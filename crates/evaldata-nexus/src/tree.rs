//! In-memory NeXus tree
//!
//! Groups carry an `NX_class`, attributes and child groups/datasets. All
//! datasets are numeric and stored as flat `f64` vectors with an explicit
//! shape, which covers scan columns (1-D) and MCA spectra (2-D).

use indexmap::IndexMap;
use serde::{Deserialize, Serialize};

/// Attribute value
#[derive(Debug, Clone, PartialEq, Serialize, Deserialize)]
#[serde(tag = "type", content = "value", rename_all = "snake_case")]
pub enum AttrValue {
    /// UTF-8 string
    Str(String),
    /// Signed integer
    Int(i64),
    /// Floating point number
    Float(#[serde(with = "json_float")] f64),
    /// 1-D float array
    FloatArray(#[serde(with = "json_floats")] Vec<f64>),
    /// 1-D string array
    StrArray(Vec<String>),
}

impl AttrValue {
    /// String value, if this is a string
    #[must_use]
    pub fn as_str(&self) -> Option<&str> {
        match self {
            Self::Str(s) => Some(s),
            _ => None,
        }
    }

    /// Integer value; floats with no fractional part convert too
    #[must_use]
    #[allow(clippy::cast_possible_truncation)]
    pub fn as_int(&self) -> Option<i64> {
        match self {
            Self::Int(v) => Some(*v),
            Self::Float(v) if v.fract() == 0.0 => Some(*v as i64),
            _ => None,
        }
    }

    /// Float value; integers convert too
    #[must_use]
    #[allow(clippy::cast_precision_loss)]
    pub fn as_float(&self) -> Option<f64> {
        match self {
            Self::Float(v) => Some(*v),
            Self::Int(v) => Some(*v as f64),
            _ => None,
        }
    }

    /// String array; a lone string becomes a one-element array
    #[must_use]
    pub fn as_str_array(&self) -> Option<Vec<String>> {
        match self {
            Self::StrArray(v) => Some(v.clone()),
            Self::Str(s) => Some(vec![s.clone()]),
            _ => None,
        }
    }

    /// Float array; a lone number becomes a one-element array
    #[must_use]
    pub fn as_float_array(&self) -> Option<Vec<f64>> {
        match self {
            Self::FloatArray(v) => Some(v.clone()),
            other => other.as_float().map(|v| vec![v]),
        }
    }
}

impl From<&str> for AttrValue {
    fn from(value: &str) -> Self {
        Self::Str(value.to_string())
    }
}

impl From<String> for AttrValue {
    fn from(value: String) -> Self {
        Self::Str(value)
    }
}

impl From<i64> for AttrValue {
    fn from(value: i64) -> Self {
        Self::Int(value)
    }
}

impl From<f64> for AttrValue {
    fn from(value: f64) -> Self {
        Self::Float(value)
    }
}

impl From<Vec<String>> for AttrValue {
    fn from(value: Vec<String>) -> Self {
        Self::StrArray(value)
    }
}

impl From<Vec<f64>> for AttrValue {
    fn from(value: Vec<f64>) -> Self {
        Self::FloatArray(value)
    }
}

/// Ordered attribute set
pub type Attributes = IndexMap<String, AttrValue>;

/// Numeric dataset
#[derive(Debug, Clone, PartialEq, Default, Serialize, Deserialize)]
pub struct NxDataset {
    /// Dimensions, outermost first
    pub shape: Vec<usize>,
    /// Row-major values; empty when read header-only
    #[serde(default, with = "json_floats")]
    pub values: Vec<f64>,
    /// Dataset attributes (units, ...)
    #[serde(default, skip_serializing_if = "IndexMap::is_empty")]
    pub attrs: Attributes,
}

impl NxDataset {
    /// 1-D dataset
    #[must_use]
    pub fn vector(values: Vec<f64>) -> Self {
        Self {
            shape: vec![values.len()],
            values,
            attrs: Attributes::new(),
        }
    }

    /// 2-D dataset from row-major values
    #[must_use]
    pub fn matrix(rows: usize, cols: usize, values: Vec<f64>) -> Self {
        Self {
            shape: vec![rows, cols],
            values,
            attrs: Attributes::new(),
        }
    }

    /// Number of elements implied by the shape
    #[must_use]
    pub fn element_count(&self) -> usize {
        self.shape.iter().product()
    }

    /// Whether values are loaded
    #[must_use]
    pub fn is_loaded(&self) -> bool {
        self.values.len() == self.element_count()
    }

    /// Drop values, keep the shape
    pub fn strip_values(&mut self) {
        self.values = Vec::new();
    }
}

/// NeXus group
#[derive(Debug, Clone, PartialEq, Default, Serialize, Deserialize)]
pub struct NxGroup {
    /// NeXus base class, e.g. `NXentry`
    pub nx_class: String,
    /// Group attributes
    #[serde(default)]
    pub attrs: Attributes,
    /// Child groups by name
    #[serde(default)]
    pub groups: IndexMap<String, NxGroup>,
    /// Datasets by name
    #[serde(default)]
    pub datasets: IndexMap<String, NxDataset>,
}

impl NxGroup {
    /// Empty group of a class
    #[must_use]
    pub fn new(nx_class: impl Into<String>) -> Self {
        Self {
            nx_class: nx_class.into(),
            ..Self::default()
        }
    }

    /// Set an attribute, builder style
    #[must_use]
    pub fn with_attr(mut self, name: &str, value: impl Into<AttrValue>) -> Self {
        self.attrs.insert(name.to_string(), value.into());
        self
    }

    /// Set an attribute
    pub fn set_attr(&mut self, name: &str, value: impl Into<AttrValue>) {
        self.attrs.insert(name.to_string(), value.into());
    }

    /// Attribute by name
    #[must_use]
    pub fn attr(&self, name: &str) -> Option<&AttrValue> {
        self.attrs.get(name)
    }

    /// Child group by name
    #[must_use]
    pub fn group(&self, name: &str) -> Option<&NxGroup> {
        self.groups.get(name)
    }

    /// Dataset by name
    #[must_use]
    pub fn dataset(&self, name: &str) -> Option<&NxDataset> {
        self.datasets.get(name)
    }

    /// Insert a child group, replacing any previous one
    pub fn insert_group(&mut self, name: &str, group: NxGroup) {
        self.groups.insert(name.to_string(), group);
    }

    /// Insert a dataset, replacing any previous one
    pub fn insert_dataset(&mut self, name: &str, dataset: NxDataset) {
        self.datasets.insert(name.to_string(), dataset);
    }

    /// Recursively drop dataset values
    pub fn strip_values(&mut self) {
        for dataset in self.datasets.values_mut() {
            dataset.strip_values();
        }
        for group in self.groups.values_mut() {
            group.strip_values();
        }
    }
}

/// Whole container: root attributes plus top-level entries
#[derive(Debug, Clone, PartialEq, Default, Serialize, Deserialize)]
pub struct NxFile {
    /// Root attributes
    #[serde(default)]
    pub attrs: Attributes,
    /// Top-level groups by name
    #[serde(default)]
    pub entries: IndexMap<String, NxGroup>,
}

impl NxFile {
    /// Empty container
    #[must_use]
    pub fn new() -> Self {
        Self::default()
    }

    /// Top-level entry by name
    #[must_use]
    pub fn entry(&self, name: &str) -> Option<&NxGroup> {
        self.entries.get(name)
    }

    /// Merge attributes and upsert entries by name
    pub fn merge(&mut self, attrs: &Attributes, entries: &[(String, NxGroup)]) {
        for (k, v) in attrs {
            self.attrs.insert(k.clone(), v.clone());
        }
        for (name, group) in entries {
            self.entries.insert(name.clone(), group.clone());
        }
    }

    /// Recursively drop dataset values
    pub fn strip_values(&mut self) {
        for entry in self.entries.values_mut() {
            entry.strip_values();
        }
    }
}

/// JSON has no literal for NaN or infinities; those travel as strings.
#[derive(Serialize, Deserialize)]
#[serde(untagged)]
enum JsonFloat {
    Num(f64),
    Text(String),
}

impl JsonFloat {
    fn encode(value: f64) -> Self {
        if value.is_finite() {
            Self::Num(value)
        } else {
            Self::Text(value.to_string())
        }
    }

    fn decode<E: serde::de::Error>(self) -> Result<f64, E> {
        match self {
            Self::Num(v) => Ok(v),
            Self::Text(s) => s
                .parse()
                .map_err(|_| E::custom(format!("invalid float literal '{s}'"))),
        }
    }
}

mod json_float {
    use super::JsonFloat;
    use serde::{Deserialize, Deserializer, Serialize, Serializer};

    pub(super) fn serialize<S: Serializer>(value: &f64, serializer: S) -> Result<S::Ok, S::Error> {
        JsonFloat::encode(*value).serialize(serializer)
    }

    pub(super) fn deserialize<'de, D: Deserializer<'de>>(deserializer: D) -> Result<f64, D::Error> {
        JsonFloat::deserialize(deserializer)?.decode()
    }
}

mod json_floats {
    use super::JsonFloat;
    use serde::{Deserialize, Deserializer, Serializer};

    pub(super) fn serialize<S: Serializer>(
        values: &[f64],
        serializer: S,
    ) -> Result<S::Ok, S::Error> {
        serializer.collect_seq(values.iter().map(|v| JsonFloat::encode(*v)))
    }

    pub(super) fn deserialize<'de, D: Deserializer<'de>>(
        deserializer: D,
    ) -> Result<Vec<f64>, D::Error> {
        Vec::<JsonFloat>::deserialize(deserializer)?
            .into_iter()
            .map(JsonFloat::decode)
            .collect()
    }
}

ASSIGNED TASK: Retype the portion of the data above that starts on the line with "pub fn insert_dataset(&mut" and finishes on the line with "pub struct NxFile", including both of those lines.

EXERCISE OUTPUT:
    pub fn insert_dataset(&mut self, name: &str, dataset: NxDataset) {
        self.datasets.insert(name.to_string(), dataset);
    }

    /// Recursively drop dataset values
    pub fn strip_values(&mut self) {
        for dataset in self.datasets.values_mut() {
            dataset.strip_values();
        }
        for group in self.groups.values_mut() {
            group.strip_values();
        }
    }
}

/// Whole container: root attributes plus top-level entries
#[derive(Debug, Clone, PartialEq, Default, Serialize, Deserialize)]
pub struct NxFile {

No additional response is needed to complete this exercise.